The Pride Network works closely with specialties across the system, including behavioral health, plastic surgery, gynecology and speech therapy, to ensure individuals receive the gender-affirming care they deserve. In fact, this fall, MetroHealth will begin to offer vaginoplasty and phalloplasty surgeries.

“As a doctor, one of the most important things to do is listen and bear witness to our patients’ lived experiences,” says Vikas Gampa, MD, one of the Pride Network’s newest primary care physicians. “We are here to provide non-judgmental and inclusive care.”

To learn more about The MetroHealth Pride Network, visit metrohealth.org/pride.
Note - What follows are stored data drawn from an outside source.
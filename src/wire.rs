use std::fmt::Debug;
use std::net::IpAddr;
use std::sync::Arc;
use std::time::Instant;

use async_trait::async_trait;
use futures::stream;
use futures::Sink;
use pgwire::api::auth::cleartext::CleartextPasswordAuthStartupHandler;
use pgwire::api::auth::{DefaultServerParameterProvider, StartupHandler};
use pgwire::api::copy::CopyHandler;
use pgwire::api::portal::{Format, Portal};
use pgwire::api::query::{ExtendedQueryHandler, SimpleQueryHandler};
use pgwire::api::results::{
    DataRowEncoder, DescribePortalResponse, DescribeStatementResponse, FieldFormat, FieldInfo,
    QueryResponse, Response, Tag,
};
use pgwire::api::stmt::{QueryParser, StoredStatement};
use pgwire::api::store::PortalStore;
use pgwire::api::{ClientInfo, ClientPortalStore, NoopHandler, PgWireServerHandlers, Type};
use pgwire::error::{ErrorInfo, PgWireError, PgWireResult};
use pgwire::messages::PgWireBackendMessage;
use pgwire::tokio::TlsAcceptor;
use serde::Serialize;
use serde_json::Value as Json;
use tokio::net::TcpStream;

use crate::audit::{AuditEntry, AuditLog};
use crate::auth::RoomslotAuthSource;
use crate::engine::{daily_end, local_span, Engine, EngineError, NewBooking, NewRecurringReservation};
use crate::export;
use crate::model::*;
use crate::observability;
use crate::sql::{self, BookingFilter, Command, ExportFormat, ReservationFilter, RoomFilter};

const DEFAULT_EXPORT_HOST: &str = "roomslot.local";

/// Who sent the statement, as far as the audit trail cares.
struct Caller {
    ip: Option<IpAddr>,
    application: Option<String>,
}

impl Caller {
    fn from_client<C: ClientInfo>(client: &C) -> Self {
        Self {
            ip: Some(client.socket_addr().ip()),
            application: client.metadata().get("application_name").cloned(),
        }
    }
}

fn to_json<T: Serialize>(value: &T) -> Json {
    serde_json::to_value(value).unwrap_or_default()
}

fn executed(tag: &str) -> Vec<Response> {
    vec![Response::Execution(Tag::new(tag).with_rows(1))]
}

pub struct RoomslotHandler {
    engine: Arc<Engine>,
    audit: Arc<AuditLog>,
    query_parser: Arc<RoomslotQueryParser>,
}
About The MetroHealth System

The MetroHealth System is redefining health care by going beyond medical treatment to improve the foundations of community health and well-being: affordable housing, a cleaner environment, economic opportunity and access to fresh food, convenient transportation, legal help and other services. The system strives to become as good at preventing disease as it is at treating it.

The system’s more than 600 doctors, 1,700 nurses and 7,800 employees go to work each day with a mission of service, to their patients and to the community. As Cuyahoga County’s safety-net health system, MetroHealth plays an essential role in the region, caring for anyone and everyone, regardless of an ability to pay.
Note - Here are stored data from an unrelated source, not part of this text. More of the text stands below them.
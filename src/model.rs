use chrono::{NaiveDate, NaiveTime};
use serde::{Deserialize, Serialize};
use ulid::Ulid;

/// Unix milliseconds. The only instant type.
pub type Ms = i64;

pub const MINUTE_MS: Ms = 60_000;
pub const HOUR_MS: Ms = 3_600_000;

/// Half-open overlap test: `[a_start, a_end)` and `[b_start, b_end)` share an instant.
/// Touching endpoints do not overlap.
pub fn overlaps(a_start: Ms, a_end: Ms, b_start: Ms, b_end: Ms) -> bool {
    a_start < b_end && a_end > b_start
}

/// Half-open interval `[start, end)`.
#[derive(Debug, Clone, Copy, PartialEq, Eq, Hash, Serialize, Deserialize)]
pub struct Span {
    pub start: Ms,
    pub end: Ms,
}

impl Span {
    pub fn new(start: Ms, end: Ms) -> Self {
        debug_assert!(start < end, "Span start must be before end");
        Self { start, end }
    }

    /// Checked constructor for user-supplied bounds.
    pub fn try_new(start: Ms, end: Ms) -> Option<Self> {
        (start < end).then_some(Self { start, end })
    }

    pub fn duration_ms(&self) -> Ms {
        self.end - self.start
    }

    pub fn duration_minutes(&self) -> i64 {
        self.duration_ms() / MINUTE_MS
    }

    pub fn overlaps(&self, other: &Span) -> bool {
        overlaps(self.start, self.end, other.start, other.end)
    }

    pub fn contains_span(&self, other: &Span) -> bool {
        self.start <= other.start && other.end <= self.end
    }
}

// ── Rooms ────────────────────────────────────────────────────────

#[derive(Debug, Clone, Copy, PartialEq, Eq, Serialize, Deserialize)]
pub enum RoomStatus {
    Available,
    Unavailable,
    ComingSoon,
}

impl RoomStatus {
    pub fn as_str(&self) -> &'static str {
        match self {
            RoomStatus::Available => "available",
            RoomStatus::Unavailable => "unavailable",
            RoomStatus::ComingSoon => "coming_soon",
        }
    }

    pub fn parse(s: &str) -> Option<Self> {
        match s.to_ascii_lowercase().as_str() {
            "available" => Some(RoomStatus::Available),
            "unavailable" => Some(RoomStatus::Unavailable),
            "coming_soon" | "coming-soon" => Some(RoomStatus::ComingSoon),
            _ => None,
        }
    }
}

/// Soft-delete marker. Rooms are never removed from the store.
#[derive(Debug, Clone, Copy, PartialEq, Eq, Serialize, Deserialize)]
pub enum RecordStatus {
    Active,
    Deleted,
}

#[derive(Debug, Clone, PartialEq, Eq, Serialize, Deserialize)]
pub struct Room {
    pub id: Ulid,
    pub name: String,
    pub capacity: u32,
    pub status: RoomStatus,
    pub record_status: RecordStatus,
}

impl Room {
    pub fn is_deleted(&self) -> bool {
        self.record_status == RecordStatus::Deleted
    }

    /// Only live, available rooms take bookings and slot queries.
    pub fn is_bookable(&self) -> bool {
        !self.is_deleted() && self.status == RoomStatus::Available
    }
}

// ── Bookings ─────────────────────────────────────────────────────

#[derive(Debug, Clone, PartialEq, Eq, Serialize, Deserialize)]
pub struct Booking {
    pub id: Ulid,
    pub user_id: Ulid,
    pub room_id: Ulid,
    pub span: Span,
    pub recurring_reservation_id: Option<Ulid>,
    pub share_token: String,
}

#[derive(Debug, Clone, Copy, PartialEq, Eq, Serialize, Deserialize)]
pub enum RecurrenceType {
    Weekly,
    CustomDays,
}

impl RecurrenceType {
    pub fn as_str(&self) -> &'static str {
        match self {
            RecurrenceType::Weekly => "weekly",
            RecurrenceType::CustomDays => "custom_days",
        }
    }

    pub fn parse(s: &str) -> Option<Self> {
        match s.to_ascii_lowercase().as_str() {
            "weekly" => Some(RecurrenceType::Weekly),
            "custom_days" | "custom" => Some(RecurrenceType::CustomDays),
            _ => None,
        }
    }
}

#[derive(Debug, Clone, Copy, PartialEq, Eq, Serialize, Deserialize)]
pub enum ReservationStatus {
    Active,
    Ended,
}

impl ReservationStatus {
    pub fn as_str(&self) -> &'static str {
        match self {
            ReservationStatus::Active => "active",
            ReservationStatus::Ended => "ended",
        }
    }
}

/// Header of a weekly pattern. Weekdays use 0 = Sunday … 6 = Saturday.
#[derive(Debug, Clone, PartialEq, Eq, Serialize, Deserialize)]
pub struct RecurringReservation {
    pub id: Ulid,
    pub user_id: Ulid,
    pub room_id: Ulid,
    pub recurrence_type: RecurrenceType,
    pub weekdays: Vec<u8>,
    pub start_date: NaiveDate,
    pub end_date: NaiveDate,
    pub daily_start: NaiveTime,
    pub daily_end: NaiveTime,
    pub timezone: String,
    pub status: ReservationStatus,
    pub share_token: String,
}

// ── Cancellation policies ────────────────────────────────────────

/// Penalty amounts are fixed-point hundredths (`1250` = 12.50).
#[derive(Debug, Clone, Copy, PartialEq, Eq, Serialize, Deserialize)]
pub enum Penalty {
    None,
    Percent(u32),
    Flat(u32),
}

impl Penalty {
    pub fn kind(&self) -> &'static str {
        match self {
            Penalty::None => "none",
            Penalty::Percent(_) => "percent",
            Penalty::Flat(_) => "flat",
        }
    }

    pub fn value(&self) -> Option<u32> {
        match self {
            Penalty::None => None,
            Penalty::Percent(v) | Penalty::Flat(v) => Some(*v),
        }
    }
}

#[derive(Debug, Clone, PartialEq, Eq, Serialize, Deserialize)]
pub struct CancellationPolicy {
    pub id: Ulid,
    pub room_id: Ulid,
    pub name: String,
    pub lead_time_hours: u32,
    pub penalty: Penalty,
    pub active: bool,
}

// ── Per-room state ───────────────────────────────────────────────

/// Everything the store keeps for one room. A room write lock guards
/// all of its bookings, reservations and policies together.
#[derive(Debug, Clone)]
pub struct RoomState {
    pub room: Room,
    /// Live bookings, sorted by `span.start`.
    pub bookings: Vec<Booking>,
    pub reservations: Vec<RecurringReservation>,
    /// Insertion order; the last active entry is the room's policy.
    pub policies: Vec<CancellationPolicy>,
}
Founded in 1837, MetroHealth operates four hospitals, four emergency departments and more than 20 health centers throughout Cuyahoga County. The system serves more than 300,000 patients, three-quarters of whom are uninsured or covered by Medicare or Medicaid.

MetroHealth is home to Cuyahoga County’s most experienced Level I Adult Trauma Center, verified since 1992, and Ohio’s only adult and pediatric trauma and burn center. 

As an academic medical center, MetroHealth is committed to research and to teaching and training tomorrow’s caregivers. Each active staff physician holds a faculty appointment at Case Western Reserve University School of Medicine. Its main campus hospital houses the Cleveland Metropolitan School District’s Lincoln-West School of Science & Health, the only high school in America located inside a hospital.

Knowing that good health is about much more than good medical care, MetroHealth has launched the Institute for H.O.P.E.™ (Health, Opportunity, Partnership, Empowerment), which uses a coordinated, collaborative and strategic approach to help patients with non-medical needs such as healthy food, stable housing and job training.

The MetroHealth Glick Center, a new 11-floor hospital, is under construction on the system’s main campus in Cleveland and is scheduled to welcome its first patients in October 2022. The billion-dollar project is the cornerstone of a wider neighborhood revitalization effort led by the system and its partners in the community.